For many couples, "marriage preparation" means little more than choosing the wedding cake. But when making a lifetime commitment, it makes sense to do some more forward planning.
My husband and I wanted to get married in our local Church of England parish in London, U.K., which required us to complete a six-week marriage preparation course led by the minister. We were not particularly excited about the prospect of spending the next six Thursday evenings at the church with several other couples, but it turned out to be an incredibly important step to prepare us for a life together.
The program strongly emphasized Christian values of love and fidelity, but there were also practical lessons on how to budget, talk about finances, retirement dreams and even — gasp — how to cultivate a sizzling sex life.
We saw other people discuss issues for the first time that should have come up far before the proposal. At one point, a couple had a heated exchange, left the session and never returned. I hope the course saved them from a mismatched marriage.
For our part, the sessions gave us uninterrupted time to just talk. It was like going on a series of first dates.
Marriage preparation classes are a great way to help future-proof your relationship, but they don't need to come from a religious perspective.
The Humanist Society offers certification to celebrants who perform wedding ceremonies for secular and humanist couples. Humanists believe in critical thinking over dogma and the agency of humans over their own lives.
Jacquelyn Simms is a humanist celebrant based in North Carolina. She meets with engaged couples to discuss a wide range of topics, like each person's concept of marriage, work-life balance and children — both having them and the possibility that biological kids are not in the cards.
She says that it’s important that two people share a commitment to building a life together and have similar and realistic expectations of the partnership.

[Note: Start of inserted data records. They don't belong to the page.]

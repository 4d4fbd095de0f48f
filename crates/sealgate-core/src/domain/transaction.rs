//! Programmable transaction model.
//!
//! A small, serializable description of a ledger transaction: a list of
//! commands whose arguments are objects, pure values, or results of earlier
//! commands. The purchaser builds one to buy a capability, and the approval
//! call constructor appends to one that is only ever simulated.

use serde::{Deserialize, Serialize};

use super::ids::ObjectId;

/// An input to a command.
#[derive(Debug, Clone, PartialEq, Eq, Serialize, Deserialize)]
#[serde(tag = "kind", content = "value")]
pub enum Argument {
    /// An on-ledger object passed by id.
    Object(ObjectId),
    Pure(PureValue),
    /// The single result of command `n`.
    Result(u16),
    /// Result `i` of command `n`.
    NestedResult(u16, u16),
}

#[derive(Debug, Clone, PartialEq, Eq, Serialize, Deserialize)]
#[serde(tag = "type", content = "value", rename_all = "snake_case")]
pub enum PureValue {
    U64(u64),
    Bytes(#[serde(with = "hex_bytes")] Vec<u8>),
}

/// `package::module::function<type_arguments>(arguments)`
#[derive(Debug, Clone, PartialEq, Eq, Serialize, Deserialize)]
pub struct MoveCall {
    pub package: ObjectId,
    pub module: String,
    pub function: String,
    #[serde(default, skip_serializing_if = "Vec::is_empty")]
    pub type_arguments: Vec<String>,
    pub arguments: Vec<Argument>,
}

impl MoveCall {
    pub fn target(&self) -> String {
        format!("{}::{}::{}", self.package, self.module, self.function)
    }

    pub fn is(&self, module: &str, function: &str) -> bool {
        self.module == module && self.function == function
    }
}

#[derive(Debug, Clone, PartialEq, Eq, Serialize, Deserialize)]
#[serde(tag = "command", rename_all = "snake_case")]
pub enum Command {
    MoveCall(MoveCall),
    MergeCoins {
        destination: Argument,
        sources: Vec<Argument>,
    },
    SplitCoins {
        coin: Argument,
        amounts: Vec<Argument>,
    },
}

/// Mutable builder; commands are appended in order.
#[derive(Debug, Clone, Default, PartialEq, Eq, Serialize, Deserialize)]
pub struct TransactionBuilder {
    commands: Vec<Command>,
    #[serde(default, skip_serializing_if = "Option::is_none")]
    gas_budget: Option<u64>,
}

impl TransactionBuilder {
    pub fn new() -> Self {
        Self::default()
    }

    pub fn object(&self, id: ObjectId) -> Argument {
        Argument::Object(id)
    }

    pub fn pure_u64(&self, value: u64) -> Argument {
        Argument::Pure(PureValue::U64(value))
    }

    pub fn pure_bytes(&self, value: impl Into<Vec<u8>>) -> Argument {
        Argument::Pure(PureValue::Bytes(value.into()))
    }

    fn push(&mut self, command: Command) -> u16 {
        self.commands.push(command);
        // u16::MAX commands is far beyond any transaction the ledger accepts.
        u16::try_from(self.commands.len() - 1).unwrap_or(u16::MAX)
    }

    /// Appends a move call and returns a reference to its result.
    pub fn move_call(
        &mut self,
        package: ObjectId,
        module: &str,
        function: &str,
        type_arguments: Vec<String>,
        arguments: Vec<Argument>,
    ) -> Argument {
        let index = self.push(Command::MoveCall(MoveCall {
            package,
            module: module.to_string(),
            function: function.to_string(),
            type_arguments,
            arguments,
        }));
        Argument::Result(index)
    }

    pub fn merge_coins(&mut self, destination: Argument, sources: Vec<Argument>) {
        self.push(Command::MergeCoins {
            destination,
            sources,
        });
    }

    /// Splits one coin per amount off `coin`; returns the first new coin.
    pub fn split_coins(&mut self, coin: Argument, amounts: Vec<Argument>) -> Argument {
        let index = self.push(Command::SplitCoins { coin, amounts });
        Argument::NestedResult(index, 0)
    }

    pub fn set_gas_budget(&mut self, budget: u64) {
        self.gas_budget = Some(budget);
    }

    pub fn gas_budget(&self) -> Option<u64> {
        self.gas_budget
    }

    pub fn commands(&self) -> &[Command] {
        &self.commands
    }

    pub fn move_calls(&self) -> impl Iterator<Item = &MoveCall> {
        self.commands.iter().filter_map(|c| match c {
            Command::MoveCall(call) => Some(call),
            _ => None,
        })
    }

    /// Transaction-kind bytes (commands only, no gas data), as sent to key servers.
    pub fn kind_bytes(&self) -> Result<Vec<u8>, serde_json::Error> {
        serde_json::to_vec(&self.commands)
    }

    pub fn from_kind_bytes(bytes: &[u8]) -> Result<Self, serde_json::Error> {
        let commands: Vec<Command> = serde_json::from_slice(bytes)?;
        Ok(Self {
            commands,
            gas_budget: None,
        })
    }
}

mod hex_bytes {
    use serde::{Deserialize, Deserializer, Serializer};

    pub fn serialize<S: Serializer>(bytes: &[u8], serializer: S) -> Result<S::Ok, S::Error> {
        serializer.serialize_str(&hex::encode(bytes))
    }

    pub fn deserialize<'de, D: Deserializer<'de>>(deserializer: D) -> Result<Vec<u8>, D::Error> {
        let s = String::deserialize(deserializer)?;
        hex::decode(s).map_err(serde::de::Error::custom)
    }
}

"I do not tell the couples that theirs is a marriage 'made in heaven,'" she says. "I do tell them that their marriage will be made by the decisions they make each day."
Cincinnati, Ohio humanist chaplain and counsellor Bart Campolo says people approaching marriage should try to talk to those already in successful long-term relationships.
"I often encourage couples to find an older couple whose relationship they admire and ask to spend some time together before and after the wedding talking shop about marriage," he says.
He says that it’s also important that couples, especially those who aren't part of a traditional church community, seek out supportive mentors to guide them in developing a healthy relationship.
During sessions, Campolo brings up career plans, spirituality, money management, intimacy, communication styles, children, and the division of household labour.
"Conversations around these issues are almost always easier to begin before the wedding, and set in place the idea that relationships require ongoing reflection and revision," he says.
For humanist celebrant Kye Flannery, who lives in Austin, Texas, marriage preparation is a chance for couples to discuss their commitment to one another, free from judgment. She aims to facilitate discussions but doesn't impose her own thoughts or philosophies.
"I create space for couples to reflect on patterns in their families of origin, to say out loud what they want to hold sacred in their own home, and any family dynamics they don't want to repeat," she says.
"I don't see it as a time for me to lecture them or tell them what they need according to my values."
For marriages to last a lifetime, there must be a great deal of introspection, honesty and willingness to grow. The best time to develop these skills is before the wedding happens.